Dataset records =
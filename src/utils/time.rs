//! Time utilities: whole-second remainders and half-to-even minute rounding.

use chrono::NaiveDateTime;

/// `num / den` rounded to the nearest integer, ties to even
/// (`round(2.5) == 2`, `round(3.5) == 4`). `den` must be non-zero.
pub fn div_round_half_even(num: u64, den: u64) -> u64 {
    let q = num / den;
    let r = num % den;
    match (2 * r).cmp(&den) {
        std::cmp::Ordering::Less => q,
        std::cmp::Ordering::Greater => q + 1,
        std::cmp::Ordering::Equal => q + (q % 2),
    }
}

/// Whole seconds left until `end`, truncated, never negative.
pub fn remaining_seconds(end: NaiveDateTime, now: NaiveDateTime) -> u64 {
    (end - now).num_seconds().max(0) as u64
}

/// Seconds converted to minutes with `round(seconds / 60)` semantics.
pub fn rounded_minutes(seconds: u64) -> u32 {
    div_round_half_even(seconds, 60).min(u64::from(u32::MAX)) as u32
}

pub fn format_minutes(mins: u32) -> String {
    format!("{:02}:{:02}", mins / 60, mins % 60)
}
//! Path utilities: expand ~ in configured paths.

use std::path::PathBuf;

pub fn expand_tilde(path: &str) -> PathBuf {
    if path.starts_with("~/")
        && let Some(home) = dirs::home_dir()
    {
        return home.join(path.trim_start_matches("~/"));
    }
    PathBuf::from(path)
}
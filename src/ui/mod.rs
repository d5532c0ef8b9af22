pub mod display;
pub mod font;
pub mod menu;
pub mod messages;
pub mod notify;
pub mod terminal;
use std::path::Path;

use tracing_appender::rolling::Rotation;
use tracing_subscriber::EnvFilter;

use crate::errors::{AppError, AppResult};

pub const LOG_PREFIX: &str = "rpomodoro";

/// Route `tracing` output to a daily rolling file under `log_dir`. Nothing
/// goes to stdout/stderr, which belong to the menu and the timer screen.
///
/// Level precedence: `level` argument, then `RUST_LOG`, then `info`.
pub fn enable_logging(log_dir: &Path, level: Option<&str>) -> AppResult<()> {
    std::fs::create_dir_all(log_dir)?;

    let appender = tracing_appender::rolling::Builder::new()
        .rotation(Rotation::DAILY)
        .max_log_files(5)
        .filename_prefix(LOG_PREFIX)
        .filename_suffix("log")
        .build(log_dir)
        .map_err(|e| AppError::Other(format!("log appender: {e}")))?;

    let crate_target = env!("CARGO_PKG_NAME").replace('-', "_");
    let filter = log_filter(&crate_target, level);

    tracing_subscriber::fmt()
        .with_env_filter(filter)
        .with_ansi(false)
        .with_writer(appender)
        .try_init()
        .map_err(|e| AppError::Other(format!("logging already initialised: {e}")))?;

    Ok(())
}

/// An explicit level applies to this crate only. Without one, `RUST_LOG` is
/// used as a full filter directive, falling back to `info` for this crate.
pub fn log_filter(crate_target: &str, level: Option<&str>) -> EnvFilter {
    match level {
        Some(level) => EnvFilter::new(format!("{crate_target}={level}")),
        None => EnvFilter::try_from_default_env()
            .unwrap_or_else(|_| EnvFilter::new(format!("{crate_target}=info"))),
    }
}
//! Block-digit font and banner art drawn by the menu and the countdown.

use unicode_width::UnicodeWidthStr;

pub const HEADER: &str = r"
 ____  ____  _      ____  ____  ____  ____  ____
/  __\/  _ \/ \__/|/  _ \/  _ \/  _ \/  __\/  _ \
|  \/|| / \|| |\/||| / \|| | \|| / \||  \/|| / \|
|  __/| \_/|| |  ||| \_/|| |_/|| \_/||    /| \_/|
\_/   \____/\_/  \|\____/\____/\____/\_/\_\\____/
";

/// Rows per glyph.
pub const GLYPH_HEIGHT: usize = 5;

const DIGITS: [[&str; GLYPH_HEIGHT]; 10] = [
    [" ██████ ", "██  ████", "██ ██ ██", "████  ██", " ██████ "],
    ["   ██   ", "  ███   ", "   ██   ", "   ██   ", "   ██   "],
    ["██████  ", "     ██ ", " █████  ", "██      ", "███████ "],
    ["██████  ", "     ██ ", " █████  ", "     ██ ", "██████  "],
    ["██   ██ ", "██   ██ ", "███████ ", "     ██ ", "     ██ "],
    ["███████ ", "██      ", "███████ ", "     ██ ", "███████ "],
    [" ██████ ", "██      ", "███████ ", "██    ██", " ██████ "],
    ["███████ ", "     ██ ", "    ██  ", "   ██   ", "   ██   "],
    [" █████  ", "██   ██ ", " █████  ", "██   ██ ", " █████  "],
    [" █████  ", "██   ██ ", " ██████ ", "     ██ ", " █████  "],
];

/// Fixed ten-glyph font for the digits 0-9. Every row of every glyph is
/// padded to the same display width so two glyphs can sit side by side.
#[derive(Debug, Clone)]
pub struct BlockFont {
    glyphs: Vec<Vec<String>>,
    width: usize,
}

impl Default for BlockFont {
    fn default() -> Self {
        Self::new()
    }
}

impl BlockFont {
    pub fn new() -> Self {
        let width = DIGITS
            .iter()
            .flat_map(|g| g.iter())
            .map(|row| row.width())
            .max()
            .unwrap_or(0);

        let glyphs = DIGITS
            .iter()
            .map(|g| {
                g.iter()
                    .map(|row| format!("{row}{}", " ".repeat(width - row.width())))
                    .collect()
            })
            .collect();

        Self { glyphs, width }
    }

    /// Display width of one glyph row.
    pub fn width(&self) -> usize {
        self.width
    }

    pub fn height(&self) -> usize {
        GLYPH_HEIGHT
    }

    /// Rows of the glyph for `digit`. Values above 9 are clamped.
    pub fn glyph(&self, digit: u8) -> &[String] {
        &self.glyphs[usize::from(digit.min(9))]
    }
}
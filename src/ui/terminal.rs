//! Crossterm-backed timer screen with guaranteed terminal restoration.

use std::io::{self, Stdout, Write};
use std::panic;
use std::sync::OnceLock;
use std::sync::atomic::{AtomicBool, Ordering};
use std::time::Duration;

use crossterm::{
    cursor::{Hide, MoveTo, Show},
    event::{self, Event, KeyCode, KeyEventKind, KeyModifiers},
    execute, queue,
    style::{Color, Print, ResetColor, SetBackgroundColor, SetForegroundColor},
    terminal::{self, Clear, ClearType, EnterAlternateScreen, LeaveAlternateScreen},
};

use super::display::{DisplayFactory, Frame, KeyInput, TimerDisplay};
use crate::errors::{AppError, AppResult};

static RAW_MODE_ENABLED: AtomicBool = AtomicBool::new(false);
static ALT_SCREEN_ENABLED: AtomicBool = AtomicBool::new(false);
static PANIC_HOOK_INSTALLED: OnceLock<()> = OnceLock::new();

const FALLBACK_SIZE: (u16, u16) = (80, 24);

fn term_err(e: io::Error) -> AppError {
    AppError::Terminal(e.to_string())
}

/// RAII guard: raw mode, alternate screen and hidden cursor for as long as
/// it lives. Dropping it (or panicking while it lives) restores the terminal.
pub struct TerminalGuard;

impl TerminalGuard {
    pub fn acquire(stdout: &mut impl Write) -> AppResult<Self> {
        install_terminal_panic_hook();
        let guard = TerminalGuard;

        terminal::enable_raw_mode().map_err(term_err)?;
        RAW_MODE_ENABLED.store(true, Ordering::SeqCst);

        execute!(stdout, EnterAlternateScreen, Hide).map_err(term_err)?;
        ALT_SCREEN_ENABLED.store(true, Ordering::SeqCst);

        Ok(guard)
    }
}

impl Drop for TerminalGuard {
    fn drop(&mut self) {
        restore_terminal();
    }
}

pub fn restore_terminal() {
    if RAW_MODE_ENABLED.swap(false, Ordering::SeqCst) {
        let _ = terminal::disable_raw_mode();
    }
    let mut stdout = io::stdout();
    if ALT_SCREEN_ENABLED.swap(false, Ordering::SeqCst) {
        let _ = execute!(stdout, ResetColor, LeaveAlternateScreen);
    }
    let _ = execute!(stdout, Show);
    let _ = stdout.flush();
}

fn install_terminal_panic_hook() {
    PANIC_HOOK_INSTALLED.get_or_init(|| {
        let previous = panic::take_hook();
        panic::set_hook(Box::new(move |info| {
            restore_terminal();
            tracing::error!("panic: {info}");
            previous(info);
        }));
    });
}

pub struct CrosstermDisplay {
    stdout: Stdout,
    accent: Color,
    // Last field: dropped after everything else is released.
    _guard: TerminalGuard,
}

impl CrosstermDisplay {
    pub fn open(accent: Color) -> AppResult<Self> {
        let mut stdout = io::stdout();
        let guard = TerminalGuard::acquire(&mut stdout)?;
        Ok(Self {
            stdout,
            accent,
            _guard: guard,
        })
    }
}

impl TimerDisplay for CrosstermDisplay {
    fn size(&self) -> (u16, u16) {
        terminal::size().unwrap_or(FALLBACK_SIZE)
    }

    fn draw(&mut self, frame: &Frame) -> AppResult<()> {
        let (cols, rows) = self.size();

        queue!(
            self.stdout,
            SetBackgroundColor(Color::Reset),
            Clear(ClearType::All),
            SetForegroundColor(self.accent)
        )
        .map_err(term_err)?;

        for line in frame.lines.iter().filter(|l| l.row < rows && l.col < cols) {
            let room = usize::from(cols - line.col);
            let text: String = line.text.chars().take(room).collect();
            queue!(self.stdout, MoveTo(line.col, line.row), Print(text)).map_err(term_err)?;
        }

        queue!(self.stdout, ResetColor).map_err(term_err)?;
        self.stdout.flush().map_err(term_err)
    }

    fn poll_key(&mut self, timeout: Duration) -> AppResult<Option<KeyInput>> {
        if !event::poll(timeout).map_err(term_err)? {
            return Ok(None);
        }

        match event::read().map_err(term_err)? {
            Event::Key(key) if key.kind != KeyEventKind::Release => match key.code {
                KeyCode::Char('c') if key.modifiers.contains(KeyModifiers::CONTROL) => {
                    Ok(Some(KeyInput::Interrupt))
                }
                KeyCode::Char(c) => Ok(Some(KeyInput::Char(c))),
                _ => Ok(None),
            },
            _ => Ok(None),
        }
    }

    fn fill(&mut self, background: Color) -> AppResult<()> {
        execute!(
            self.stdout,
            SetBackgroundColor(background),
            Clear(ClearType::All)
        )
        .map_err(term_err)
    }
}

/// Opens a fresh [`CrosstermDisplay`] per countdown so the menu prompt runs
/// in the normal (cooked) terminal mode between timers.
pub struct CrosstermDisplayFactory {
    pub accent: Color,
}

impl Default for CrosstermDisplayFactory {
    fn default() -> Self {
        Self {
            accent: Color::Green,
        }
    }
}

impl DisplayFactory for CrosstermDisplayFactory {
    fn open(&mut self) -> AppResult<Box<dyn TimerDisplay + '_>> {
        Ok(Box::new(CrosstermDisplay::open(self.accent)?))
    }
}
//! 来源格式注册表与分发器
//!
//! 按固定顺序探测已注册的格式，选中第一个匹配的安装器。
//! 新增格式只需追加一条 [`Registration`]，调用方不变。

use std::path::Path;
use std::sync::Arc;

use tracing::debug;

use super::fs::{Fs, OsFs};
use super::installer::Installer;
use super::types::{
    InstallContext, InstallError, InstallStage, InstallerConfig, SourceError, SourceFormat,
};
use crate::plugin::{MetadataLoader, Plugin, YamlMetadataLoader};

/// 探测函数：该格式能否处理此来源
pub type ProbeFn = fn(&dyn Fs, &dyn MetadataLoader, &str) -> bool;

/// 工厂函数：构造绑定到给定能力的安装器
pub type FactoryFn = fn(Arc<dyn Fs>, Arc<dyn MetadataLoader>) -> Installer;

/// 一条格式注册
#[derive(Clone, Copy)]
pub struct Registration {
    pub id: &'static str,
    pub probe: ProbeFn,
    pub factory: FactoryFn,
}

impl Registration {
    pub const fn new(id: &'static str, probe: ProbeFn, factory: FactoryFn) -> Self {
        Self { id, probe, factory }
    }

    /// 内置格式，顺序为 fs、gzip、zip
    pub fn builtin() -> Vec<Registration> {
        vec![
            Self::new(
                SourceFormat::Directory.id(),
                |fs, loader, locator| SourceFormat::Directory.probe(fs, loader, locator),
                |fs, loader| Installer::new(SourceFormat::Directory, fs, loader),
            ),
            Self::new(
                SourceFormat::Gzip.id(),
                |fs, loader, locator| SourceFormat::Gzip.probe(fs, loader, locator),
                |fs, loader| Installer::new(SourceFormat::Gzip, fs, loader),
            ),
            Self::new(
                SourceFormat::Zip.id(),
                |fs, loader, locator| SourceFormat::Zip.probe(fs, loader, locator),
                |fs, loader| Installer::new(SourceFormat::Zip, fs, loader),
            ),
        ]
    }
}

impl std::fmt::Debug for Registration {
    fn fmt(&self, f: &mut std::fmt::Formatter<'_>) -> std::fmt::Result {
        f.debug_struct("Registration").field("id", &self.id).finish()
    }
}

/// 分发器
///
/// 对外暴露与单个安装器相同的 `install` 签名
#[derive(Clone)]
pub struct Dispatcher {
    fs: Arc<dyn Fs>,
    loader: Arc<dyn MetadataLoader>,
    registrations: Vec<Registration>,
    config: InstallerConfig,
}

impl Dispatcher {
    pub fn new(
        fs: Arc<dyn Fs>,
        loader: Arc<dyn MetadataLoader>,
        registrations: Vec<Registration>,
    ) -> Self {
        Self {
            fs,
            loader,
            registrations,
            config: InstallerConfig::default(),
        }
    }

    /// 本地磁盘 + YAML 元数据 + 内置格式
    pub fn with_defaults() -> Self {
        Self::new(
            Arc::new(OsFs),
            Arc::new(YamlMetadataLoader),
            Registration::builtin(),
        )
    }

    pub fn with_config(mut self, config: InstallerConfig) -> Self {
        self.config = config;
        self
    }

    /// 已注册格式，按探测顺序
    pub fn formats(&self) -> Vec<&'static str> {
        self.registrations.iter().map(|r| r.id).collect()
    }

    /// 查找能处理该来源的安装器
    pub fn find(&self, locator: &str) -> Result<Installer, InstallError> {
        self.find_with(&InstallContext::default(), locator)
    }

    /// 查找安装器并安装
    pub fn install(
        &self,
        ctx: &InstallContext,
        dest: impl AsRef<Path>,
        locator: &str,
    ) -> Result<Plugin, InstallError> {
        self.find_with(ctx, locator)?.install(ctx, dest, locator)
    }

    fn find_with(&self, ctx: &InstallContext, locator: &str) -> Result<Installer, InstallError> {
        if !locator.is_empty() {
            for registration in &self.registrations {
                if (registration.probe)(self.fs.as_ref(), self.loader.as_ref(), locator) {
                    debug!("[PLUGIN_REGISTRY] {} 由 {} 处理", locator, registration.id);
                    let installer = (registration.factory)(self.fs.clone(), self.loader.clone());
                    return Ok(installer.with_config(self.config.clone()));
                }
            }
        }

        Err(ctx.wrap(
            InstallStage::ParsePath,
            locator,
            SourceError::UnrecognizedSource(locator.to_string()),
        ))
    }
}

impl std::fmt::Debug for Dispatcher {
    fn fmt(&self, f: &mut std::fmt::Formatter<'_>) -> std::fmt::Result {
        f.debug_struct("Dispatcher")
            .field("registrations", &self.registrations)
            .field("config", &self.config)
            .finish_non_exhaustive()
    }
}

Try it = For this exercise, copy every line of the data that holds "execute".

Answer area =
    execute, queue,
        execute!(stdout, EnterAlternateScreen, Hide).map_err(term_err)?;
        let _ = execute!(stdout, ResetColor, LeaveAlternateScreen);
    let _ = execute!(stdout, Show);
        execute!(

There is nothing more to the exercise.